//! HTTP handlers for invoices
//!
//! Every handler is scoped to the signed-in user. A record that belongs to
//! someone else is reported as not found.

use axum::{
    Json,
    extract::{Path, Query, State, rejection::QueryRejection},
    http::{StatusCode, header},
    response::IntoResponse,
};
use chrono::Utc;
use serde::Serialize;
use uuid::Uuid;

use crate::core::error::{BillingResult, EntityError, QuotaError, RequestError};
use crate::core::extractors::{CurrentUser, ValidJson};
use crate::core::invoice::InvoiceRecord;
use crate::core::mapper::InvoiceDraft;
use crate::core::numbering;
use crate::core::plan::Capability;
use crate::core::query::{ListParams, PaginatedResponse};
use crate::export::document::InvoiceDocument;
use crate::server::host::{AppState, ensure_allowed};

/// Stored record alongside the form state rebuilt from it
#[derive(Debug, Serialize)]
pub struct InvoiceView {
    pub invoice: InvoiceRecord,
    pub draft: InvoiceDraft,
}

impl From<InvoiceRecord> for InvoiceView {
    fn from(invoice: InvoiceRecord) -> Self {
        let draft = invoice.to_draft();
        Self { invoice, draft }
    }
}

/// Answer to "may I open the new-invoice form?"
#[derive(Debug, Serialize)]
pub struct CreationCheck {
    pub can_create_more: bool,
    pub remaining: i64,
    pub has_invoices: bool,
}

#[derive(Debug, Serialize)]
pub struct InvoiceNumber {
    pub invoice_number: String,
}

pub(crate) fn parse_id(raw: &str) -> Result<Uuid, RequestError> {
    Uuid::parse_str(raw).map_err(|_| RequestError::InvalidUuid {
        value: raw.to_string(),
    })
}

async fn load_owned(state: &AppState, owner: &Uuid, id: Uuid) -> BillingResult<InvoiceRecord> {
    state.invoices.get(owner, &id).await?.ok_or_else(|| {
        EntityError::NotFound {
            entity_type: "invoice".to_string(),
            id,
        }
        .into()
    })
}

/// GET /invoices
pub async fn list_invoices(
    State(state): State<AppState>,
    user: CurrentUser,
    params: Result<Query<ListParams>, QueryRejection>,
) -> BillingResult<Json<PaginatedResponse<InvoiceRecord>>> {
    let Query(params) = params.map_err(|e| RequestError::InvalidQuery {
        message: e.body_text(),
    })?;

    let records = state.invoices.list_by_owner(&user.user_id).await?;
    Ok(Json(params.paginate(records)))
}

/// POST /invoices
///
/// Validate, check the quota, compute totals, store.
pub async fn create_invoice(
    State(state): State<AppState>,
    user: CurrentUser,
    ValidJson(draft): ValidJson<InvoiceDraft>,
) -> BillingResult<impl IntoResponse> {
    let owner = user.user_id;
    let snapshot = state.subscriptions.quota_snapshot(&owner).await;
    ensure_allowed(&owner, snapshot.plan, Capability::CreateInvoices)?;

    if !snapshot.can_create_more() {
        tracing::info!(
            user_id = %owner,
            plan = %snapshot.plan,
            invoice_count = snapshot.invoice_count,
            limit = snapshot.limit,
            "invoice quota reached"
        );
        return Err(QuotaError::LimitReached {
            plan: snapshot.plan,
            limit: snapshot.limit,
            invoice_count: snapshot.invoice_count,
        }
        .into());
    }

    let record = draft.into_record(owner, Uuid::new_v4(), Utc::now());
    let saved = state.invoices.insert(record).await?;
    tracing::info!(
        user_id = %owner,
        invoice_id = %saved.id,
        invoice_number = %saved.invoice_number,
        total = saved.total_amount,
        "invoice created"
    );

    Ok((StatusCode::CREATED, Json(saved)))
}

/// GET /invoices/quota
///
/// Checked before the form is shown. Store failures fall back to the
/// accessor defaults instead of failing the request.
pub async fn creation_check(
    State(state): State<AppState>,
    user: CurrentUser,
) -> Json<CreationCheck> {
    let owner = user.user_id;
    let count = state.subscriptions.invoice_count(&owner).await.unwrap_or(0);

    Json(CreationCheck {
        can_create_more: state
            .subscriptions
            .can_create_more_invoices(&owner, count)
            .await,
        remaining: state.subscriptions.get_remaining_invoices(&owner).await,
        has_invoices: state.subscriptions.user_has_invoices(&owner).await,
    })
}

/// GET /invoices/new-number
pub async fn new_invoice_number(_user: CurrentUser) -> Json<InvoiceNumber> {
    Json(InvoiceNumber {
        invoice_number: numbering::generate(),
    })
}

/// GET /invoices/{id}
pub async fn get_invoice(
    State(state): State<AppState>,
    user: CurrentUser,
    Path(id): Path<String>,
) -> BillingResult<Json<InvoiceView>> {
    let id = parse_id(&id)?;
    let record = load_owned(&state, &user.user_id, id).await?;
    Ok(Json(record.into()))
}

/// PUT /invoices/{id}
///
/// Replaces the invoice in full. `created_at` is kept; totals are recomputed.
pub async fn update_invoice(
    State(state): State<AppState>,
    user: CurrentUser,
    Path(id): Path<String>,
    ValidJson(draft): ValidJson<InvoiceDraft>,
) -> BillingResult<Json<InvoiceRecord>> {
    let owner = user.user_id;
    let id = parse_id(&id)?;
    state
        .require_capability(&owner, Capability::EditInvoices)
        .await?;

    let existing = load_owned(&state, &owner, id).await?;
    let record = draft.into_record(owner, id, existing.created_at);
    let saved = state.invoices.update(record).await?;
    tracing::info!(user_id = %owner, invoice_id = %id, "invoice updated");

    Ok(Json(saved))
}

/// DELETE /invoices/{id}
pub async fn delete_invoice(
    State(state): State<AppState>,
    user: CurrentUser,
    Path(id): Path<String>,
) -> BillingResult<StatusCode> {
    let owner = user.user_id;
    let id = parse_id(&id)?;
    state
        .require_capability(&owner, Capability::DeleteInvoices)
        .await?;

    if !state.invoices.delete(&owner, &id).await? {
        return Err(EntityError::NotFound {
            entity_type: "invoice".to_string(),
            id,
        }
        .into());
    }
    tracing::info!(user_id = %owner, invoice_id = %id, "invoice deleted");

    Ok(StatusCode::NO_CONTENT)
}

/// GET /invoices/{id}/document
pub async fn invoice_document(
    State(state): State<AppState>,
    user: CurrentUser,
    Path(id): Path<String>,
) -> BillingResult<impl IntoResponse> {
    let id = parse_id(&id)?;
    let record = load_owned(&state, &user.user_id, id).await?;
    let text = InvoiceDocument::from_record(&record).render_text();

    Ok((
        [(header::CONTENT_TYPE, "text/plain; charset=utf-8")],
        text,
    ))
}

• [Work item]:
The complete set of entries is to be restated word for word.

• [Answer to the exercise]:
//! HTTP handlers for invoices
//!
//! Every handler is scoped to the signed-in user. A record that belongs to
//! someone else is reported as not found.

use axum::{
    Json,
    extract::{Path, Query, State, rejection::QueryRejection},
    http::{StatusCode, header},
    response::IntoResponse,
};
use chrono::Utc;
use serde::Serialize;
use uuid::Uuid;

use crate::core::error::{BillingResult, EntityError, QuotaError, RequestError};
use crate::core::extractors::{CurrentUser, ValidJson};
use crate::core::invoice::InvoiceRecord;
use crate::core::mapper::InvoiceDraft;
use crate::core::numbering;
use crate::core::plan::Capability;
use crate::core::query::{ListParams, PaginatedResponse};
use crate::export::document::InvoiceDocument;
use crate::server::host::{AppState, ensure_allowed};

/// Stored record alongside the form state rebuilt from it
#[derive(Debug, Serialize)]
pub struct InvoiceView {
    pub invoice: InvoiceRecord,
    pub draft: InvoiceDraft,
}

impl From<InvoiceRecord> for InvoiceView {
    fn from(invoice: InvoiceRecord) -> Self {
        let draft = invoice.to_draft();
        Self { invoice, draft }
    }
}

/// Answer to "may I open the new-invoice form?"
#[derive(Debug, Serialize)]
pub struct CreationCheck {
    pub can_create_more: bool,
    pub remaining: i64,
    pub has_invoices: bool,
}

#[derive(Debug, Serialize)]
pub struct InvoiceNumber {
    pub invoice_number: String,
}

pub(crate) fn parse_id(raw: &str) -> Result<Uuid, RequestError> {
    Uuid::parse_str(raw).map_err(|_| RequestError::InvalidUuid {
        value: raw.to_string(),
    })
}

async fn load_owned(state: &AppState, owner: &Uuid, id: Uuid) -> BillingResult<InvoiceRecord> {
    state.invoices.get(owner, &id).await?.ok_or_else(|| {
        EntityError::NotFound {
            entity_type: "invoice".to_string(),
            id,
        }
        .into()
    })
}

/// GET /invoices
pub async fn list_invoices(
    State(state): State<AppState>,
    user: CurrentUser,
    params: Result<Query<ListParams>, QueryRejection>,
) -> BillingResult<Json<PaginatedResponse<InvoiceRecord>>> {
    let Query(params) = params.map_err(|e| RequestError::InvalidQuery {
        message: e.body_text(),
    })?;

    let records = state.invoices.list_by_owner(&user.user_id).await?;
    Ok(Json(params.paginate(records)))
}

/// POST /invoices
///
/// Validate, check the quota, compute totals, store.
pub async fn create_invoice(
    State(state): State<AppState>,
    user: CurrentUser,
    ValidJson(draft): ValidJson<InvoiceDraft>,
) -> BillingResult<impl IntoResponse> {
    let owner = user.user_id;
    let snapshot = state.subscriptions.quota_snapshot(&owner).await;
    ensure_allowed(&owner, snapshot.plan, Capability::CreateInvoices)?;

    if !snapshot.can_create_more() {
        tracing::info!(
            user_id = %owner,
            plan = %snapshot.plan,
            invoice_count = snapshot.invoice_count,
            limit = snapshot.limit,
            "invoice quota reached"
        );
        return Err(QuotaError::LimitReached {
            plan: snapshot.plan,
            limit: snapshot.limit,
            invoice_count: snapshot.invoice_count,
        }
        .into());
    }

    let record = draft.into_record(owner, Uuid::new_v4(), Utc::now());
    let saved = state.invoices.insert(record).await?;
    tracing::info!(
        user_id = %owner,
        invoice_id = %saved.id,
        invoice_number = %saved.invoice_number,
        total = saved.total_amount,
        "invoice created"
    );

    Ok((StatusCode::CREATED, Json(saved)))
}

/// GET /invoices/quota
///
/// Checked before the form is shown. Store failures fall back to the
/// accessor defaults instead of failing the request.
pub async fn creation_check(
    State(state): State<AppState>,
    user: CurrentUser,
) -> Json<CreationCheck> {
    let owner = user.user_id;
    let count = state.subscriptions.invoice_count(&owner).await.unwrap_or(0);

    Json(CreationCheck {
        can_create_more: state
            .subscriptions
            .can_create_more_invoices(&owner, count)
            .await,
        remaining: state.subscriptions.get_remaining_invoices(&owner).await,
        has_invoices: state.subscriptions.user_has_invoices(&owner).await,
    })
}

/// GET /invoices/new-number
pub async fn new_invoice_number(_user: CurrentUser) -> Json<InvoiceNumber> {
    Json(InvoiceNumber {
        invoice_number: numbering::generate(),
    })
}

/// GET /invoices/{id}
pub async fn get_invoice(
    State(state): State<AppState>,
    user: CurrentUser,
    Path(id): Path<String>,
) -> BillingResult<Json<InvoiceView>> {
    let id = parse_id(&id)?;
    let record = load_owned(&state, &user.user_id, id).await?;
    Ok(Json(record.into()))
}

/// PUT /invoices/{id}
///
/// Replaces the invoice in full. `created_at` is kept; totals are recomputed.
pub async fn update_invoice(
    State(state): State<AppState>,
    user: CurrentUser,
    Path(id): Path<String>,
    ValidJson(draft): ValidJson<InvoiceDraft>,
) -> BillingResult<Json<InvoiceRecord>> {
    let owner = user.user_id;
    let id = parse_id(&id)?;
    state
        .require_capability(&owner, Capability::EditInvoices)
        .await?;

    let existing = load_owned(&state, &owner, id).await?;
    let record = draft.into_record(owner, id, existing.created_at);
    let saved = state.invoices.update(record).await?;
    tracing::info!(user_id = %owner, invoice_id = %id, "invoice updated");

    Ok(Json(saved))
}

/// DELETE /invoices/{id}
pub async fn delete_invoice(
    State(state): State<AppState>,
    user: CurrentUser,
    Path(id): Path<String>,
) -> BillingResult<StatusCode> {
    let owner = user.user_id;
    let id = parse_id(&id)?;
    state
        .require_capability(&owner, Capability::DeleteInvoices)
        .await?;

    if !state.invoices.delete(&owner, &id).await? {
        return Err(EntityError::NotFound {
            entity_type: "invoice".to_string(),
            id,
        }
        .into());
    }
    tracing::info!(user_id = %owner, invoice_id = %id, "invoice deleted");

    Ok(StatusCode::NO_CONTENT)
}

/// GET /invoices/{id}/document
pub async fn invoice_document(
    State(state): State<AppState>,
    user: CurrentUser,
    Path(id): Path<String>,
) -> BillingResult<impl IntoResponse> {
    let id = parse_id(&id)?;
    let record = load_owned(&state, &user.user_id, id).await?;
    let text = InvoiceDocument::from_record(&record).render_text();

    Ok((
        [(header::CONTENT_TYPE, "text/plain; charset=utf-8")],
        text,
    ))
}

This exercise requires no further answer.